Dr Tehmina Goskar
Title
Senior Research Fellow
College
University of the Arts London
Email address
Tags
Researcher Research
Biography
Tehmina Goskar is Senior Research Fellow and Project Lead (PI) on the three-year AHRC Catalyst project "All that glitters: Investigating hierarchies of preciousness and beauty in gem and jewellery collections" with co-leads (Co-Is) Judy Willcocks of Central St Martins Museum & Study Collection and Duncan Murdock of Oxford University Museum of Natural History.She was formerly Research Fellow on the AHRC-funded Transforming Collections project, part of Towards a National Collection where she undertook a programme of research entitled 'Patterns of Patronage' which takes a revisionist and decolonial view of acquisitions, gift-giving and the shaping of public art collections, particularly at the interface of technological changes in the (perception of) the organisation of knowledge.
Tehmina is a lifelong curator and cultural historian. She has curated over 30 exhibitions and collections projects ranging from Viking loot to contentious dolls. Tehmina has undertaken work and research in museums across the world, from Lapland to Aotearoa New Zealand. With a hybrid background in academia and public museums, Tehmina has become a leading thinker in cultural and social history in museums, material culture, ethics, and decolonial approaches.

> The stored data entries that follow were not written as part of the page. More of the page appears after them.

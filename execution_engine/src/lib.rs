//! The Keystone deploy engine: orchestration of contract install, update and
//! audit over deploy-record storage, delegating code materialization and
//! instantiation to runtime collaborators.

#![doc(html_root_url = "https://docs.rs/keystone-execution-engine/0.1.0")]
#![warn(missing_docs)]

pub mod engine_state;
pub mod runtime;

Her research has taken diverse routes in terms of period and range but all have been centred on addressing the fundamental systems of exchange, especially those that underpin notions of societal ownership, museums and public collections and the interplay of materials and design. She is a long-term critic of disciplinary separatation in the research of material culture and the use of museum collections and their documentation as epistemology in their own right. She developed her 50-50 curatorial philosophy and developed the Citizen Curators programme while leading the Curatorial Research Centre (2018 to 2023). She was awarded the Fellowship of the Museums Association (MA) in recognition of her advocacy and impact on the UK museum sector. She was a former member of the MA's Ethics Committee and Decolonisation Guidance Working Group. In 2025 she published an open access thinking book entitled Citizen Curators: An Introduction to Museums and Collections for Beginners.
Tehmina is also a gemmologist having been awarded the Certificate in Gemmology by Gem-A, the Gemmological Association of Great Britain (2022) and the Graduate Diamonds Diploma by GIA, the Gemological Institute of America (2026). Alongside her current research focus on materials, design, ethics and sustainability in gem materials and jewellery, she is a trainee jewellery valuer and a student member of both the Institute of Registered Valuers of the National Association of Jewellers and the Jewellery Valuers Association (JVA). In 2024 she was awarded the JVA Alan Hodgkinson prize to support her journey in professional jewellery valuation.
She writes, speaks, lectures and advocates widely for critical collections research and has directly taught and mentored over 100 people embarking on their curatorial journeys and has also started to share her research on gems and jewellery in the context of differential value systems (e.g. museum and market) and critical decolonial approaches to topics such as sustainability and ethics in the gem and jewellery industries. Alongside her research at UAL, she is also Research Curator at the Museum of Cornish Life where she has led a major collections project to transform the purpose of its social history collections from one that centres nostalgia to one that functions more as a culture house for folk art, life and culture. Tehmina is a successful and able fundraiser, having directly or substantially helped to raise over £1.25 Million for research, professional development and museum and heritage projects.
Tehmina plays traditional folk music on the fiddle and is an amateur astrologer.